Avertissement légal

Tous les textes apparaissant sur ce site sont automatiquement générés par notre nouveau logiciel Hétéronomix™ qui vous libère enfin de la pesante nécessité de réfléchir.
Ne perdez plus votre précieux temps de consommateurice à répondre à vos correspondants, les plus exigeants fussent-ils quant à la teneur conceptuelle ou la qualité des propos échangés : Hétéronomix™ se charge de tout ! Syntaxe et orthographe garanties parfaites et évolutives au fil des décrets.
Approuvé par la norme AFNOR ISO 9001.

vendredi 4 novembre 2022

Au nom du (fli)père


Un gros savon, ça nous l'savons

Comme chacun sait, mon père s'appelait Alain, et c'est pourquoi j'ai longtemps caressé l'idée de changer mon vrai prénom pour Alex, comme dans la désopilante famille Térieur.
Mais je ne parlerai pas ici de caresses.
Car est-ce qu'on y connaît quelque chose, en réalité ?

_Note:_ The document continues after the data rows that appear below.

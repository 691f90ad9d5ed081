// Copyright 2025 Crrow
//
// Licensed under the Apache License, Version 2.0 (the "License");
// you may not use this file except in compliance with the License.
// You may obtain a copy of the License at
//
//      http://www.apache.org/licenses/LICENSE-2.0
//
// Unless required by applicable law or agreed to in writing, software
// distributed under the License is distributed on an "AS IS" BASIS,
// WITHOUT WARRANTIES OR CONDITIONS OF ANY KIND, either express or implied.
// See the License for the specific language governing permissions and
// limitations under the License.

fn main() {
    shadow_rs::ShadowBuilder::builder()
        .build()
        .expect("generating build information");
}
// Copyright 2025 Crrow
//
// Licensed under the Apache License, Version 2.0 (the "License");
// you may not use this file except in compliance with the License.
// You may obtain a copy of the License at
//
//      http://www.apache.org/licenses/LICENSE-2.0
//
// Unless required by applicable law or agreed to in writing, software
// distributed under the License is distributed on an "AS IS" BASIS,
// WITHOUT WARRANTIES OR CONDITIONS OF ANY KIND, either express or implied.
// See the License for the specific language governing permissions and
// limitations under the License.

use std::sync::Arc;

use prometheus::IntGauge;

use crate::controller::Controller;

/// Context passed to each job iteration.
///
/// While the iteration runs, a [`WorkerThread::wake_up`](crate::WorkerThread::wake_up)
/// does not interrupt it but cancels the interval that would follow it.
#[derive(Clone)]
pub struct JobContext {
    name:       &'static str,
    controller: Arc<Controller>,
    iteration:  u64,
    gauge:      IntGauge,
}

impl JobContext {
    pub(crate) const fn new(
        name: &'static str,
        controller: Arc<Controller>,
        gauge: IntGauge,
    ) -> Self {
        Self {
            name,
            controller,
            iteration: 0,
            gauge,
        }
    }

    pub(crate) const fn set_iteration(&mut self, iteration: u64) { self.iteration = iteration; }

    /// Name of the worker running this job.
    pub const fn name(&self) -> &'static str { self.name }

    /// 1-based number of the current iteration; 0 in `on_start`.
    pub const fn iteration(&self) -> u64 { self.iteration }

    /// Publish progress of the current iteration.
    pub fn report(&self, progress: u64) {
        self.controller.set_progress(progress);
        #[allow(clippy::cast_possible_wrap)]
        self.gauge.set(progress as i64);
    }

    pub fn progress(&self) -> u64 { self.controller.progress() }

    /// Check if a finish has been requested.
    ///
    /// Jobs are never interrupted by the worker loop. A job that can stop at
    /// a safe point may poll this to end its iteration early.
    pub fn is_finish_requested(&self) -> bool { !self.controller.is_alive() }
}

impl std::fmt::Debug for JobContext {
    fn fmt(&self, f: &mut std::fmt::Formatter<'_>) -> std::fmt::Result {
        f.debug_struct("JobContext")
            .field("name", &self.name)
            .field("iteration", &self.iteration)
            .field("progress", &self.progress())
            .finish()
    }
}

À l'époque de mon enfance (c'était sans doute malséant au regard des normes sociétales de la nôtre, d'époque, et d'ailleurs pas très mAlain tout court) l'autorité paternelle en cas de faute supposée de l'enfant, de déviance par rapport à la morale imposée, de désobéissance volontaire — sans parler d'outrance stupéfiante comme lorsqu'Antoine Doinel, dans Les quatre cents coups, donne effrontément comme excuse tout à trac à l'instituteur que la cause de son retard c'est que… sa mère est morte ! — l'autorité paternelle, donc, se manifestait par quelque châtiment physique : gamin, fessée déculottée, et plus tard, ado, une gifle magistrale.
La fessée, pour moi, c'était quand même déjà malséant car ça faisait mal au séant (c'était un peu la mère, l'amer toujours recommencé) mais là c'est la gifle qui nous intéresse (je ne parle évidemment pas de cette gougnafière de Sophie Marceau, et encore moins de ce con de Pinoteau — attention, je n'ai pas dit pine de Conoteau — qui a réussi à massacrer le magnifique roman de Francis Ryck, Drôle de pistolet).
Soit dit en passant, quand mon père a déserté le doux domicile familial, ma mère — telle une dame aux clés — a aussitôt suspendu un martinet tressé de cuir à la poignée de la porte de la salle à manger. La menace planait, ombre parmi les ombres, mais heureusement jamais nous n'en subîmes les outrages (enfin, je crois : ma mémoire est labile, et la bile est ta mère, après tout !)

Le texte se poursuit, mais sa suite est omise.